(Dataset entries)
....
//! EmpDir CLI
//!
//! Launches the interactive directory search, or runs a single search and
//! prints the matching employees.

use clap::{Parser, Subcommand};
use console::style;
use empdir::config::{resolve_locale, BASE_URL_ENV};
use empdir::{AppConfig, Employee, EmployeeApi};
use indicatif::HumanDuration;
use std::path::PathBuf;
use std::time::{Duration, Instant};

/// EmpDir - employee directory search
///
/// Type to search; requests go out once typing pauses.
#[derive(Parser)]
#[command(name = "empdir")]
#[command(author = "EmpDir Contributors")]
#[command(version)]
#[command(about = "Search the employee directory from the terminal", long_about = None)]
struct Cli {
    /// Directory API base URL (e.g. http://localhost:8000)
    #[arg(long, env = BASE_URL_ENV, global = true)]
    base_url: Option<String>,

    /// Locale for dates (e.g. de_DE); defaults to LC_ALL / LC_TIME / LANG
    #[arg(long, global = true)]
    locale: Option<String>,

    /// Debounce window in milliseconds
    #[arg(long, default_value = "400", global = true)]
    debounce_ms: u64,

    /// Log file (default: empdir.log next to the executable)
    #[arg(long, global = true)]
    log_file: Option<PathBuf>,

    #[command(subcommand)]
    command: Option<Commands>,
}

#[derive(Subcommand)]
enum Commands {
    /// Interactive search-as-you-type UI (default)
    Tui,

    /// Run one search and print the results
    Search {
        /// Search term (use -- before the term if it starts with -)
        #[arg(allow_hyphen_values = true)]
        term: String,

        /// Print the decoded records as JSON
        #[arg(long)]
        json: bool,
    },
}

fn main() {
    // A missing .env is fine; the base URL may come from the flag or environment
    let _ = dotenvy::dotenv();

    let cli = Cli::parse();
    empdir::logging::init(cli.log_file.as_deref());
    tracing::info!(version = empdir::VERSION, "EmpDir starting up");

    let result = build_config(&cli).and_then(|config| match cli.command {
        None | Some(Commands::Tui) => empdir::tui::run(&config),
        Some(Commands::Search { ref term, json }) => cmd_search(&config, term, json),
    });

    if let Err(e) = result {
        tracing::error!(error = %e, "exiting with error");
        eprintln!("{} {}", style("Error:").red().bold(), e);
        std::process::exit(1);
    }
}

fn build_config(cli: &Cli) -> empdir::Result<AppConfig> {
    let base_url = cli
        .base_url
        .as_deref()
        .ok_or(empdir::EmpDirError::MissingBaseUrl(BASE_URL_ENV))?;

    Ok(AppConfig::new(base_url)?
        .with_debounce(Duration::from_millis(cli.debounce_ms))
        .with_locale(resolve_locale(cli.locale.as_deref())))
}

/// Search command implementation
fn cmd_search(config: &AppConfig, term: &str, json: bool) -> empdir::Result<()> {
    if term.trim().is_empty() {
        return Err(empdir::EmpDirError::BlankSearchTerm);
    }

    let api = EmployeeApi::new(&config.base_url)?;
    let runtime = tokio::runtime::Builder::new_current_thread()
        .enable_all()
        .build()
        .map_err(empdir::EmpDirError::Runtime)?;

    let start = Instant::now();
    let employees = runtime.block_on(api.search(term))?;

    if json {
        println!("{}", serde_json::to_string_pretty(&employees)?);
        return Ok(());
    }

    println!(
        "{} Searching for '{}'",
        style("→").cyan().bold(),
        style(term).yellow()
    );
    println!();
    println!(
        "Found {} employees in {}:",
        style(employees.len()).green(),
        style(HumanDuration(start.elapsed())).cyan()
    );
    println!();

    for (i, employee) in employees.iter().enumerate() {
        print_card(i + 1, employee, config);
    }

    Ok(())
}

fn print_card(position: usize, employee: &Employee, config: &AppConfig) {
    println!(
        "  {} {}",
        style(format!("{:3}.", position)).dim(),
        style(&employee.name).bold()
    );
    println!("       {} {}", style("Email:").dim(), employee.email);
    println!(
        "       {} {}",
        style("Department:").dim(),
        style(employee.department_label()).cyan()
    );
    println!(
        "       {} {}",
        style("Designation:").dim(),
        employee.designation_label()
    );
    println!(
        "       {} {}",
        style("Date of Joining:").dim(),
        employee.joining_date_label(config.locale)
    );
    println!();
}

#[cfg(test)]
mod tests {
    use super::*;
    use empdir::EmpDirError;

    #[test]
    fn blank_search_term_is_rejected_without_a_request() {
        // Nothing listens on port 9; a request would fail with a Search error
        let config = AppConfig::new("http://127.0.0.1:9").unwrap();
        for term in ["", "   ", "\t"] {
            let err = cmd_search(&config, term, false).unwrap_err();
            assert!(matches!(err, EmpDirError::BlankSearchTerm), "{:?}", err);
        }
        assert_eq!(
            EmpDirError::BlankSearchTerm.to_string(),
            "Search term is blank; nothing to search for"
        );
    }

    #[test]
    fn search_subcommand_accepts_leading_hyphen() {
        let cli = Cli::try_parse_from(["empdir", "search", "-ops", "--json"]).unwrap();
        match cli.command {
            Some(Commands::Search { term, json }) => {
                assert_eq!(term, "-ops");
                assert!(json);
            }
            _ => panic!("expected search subcommand"),
        }
    }
}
....
Copy out, from the records above, every line that holds the string "bold".

        eprintln!("{} {}", style("Error:").red().bold(), e);
        style("→").cyan().bold(),
        style(&employee.name).bold()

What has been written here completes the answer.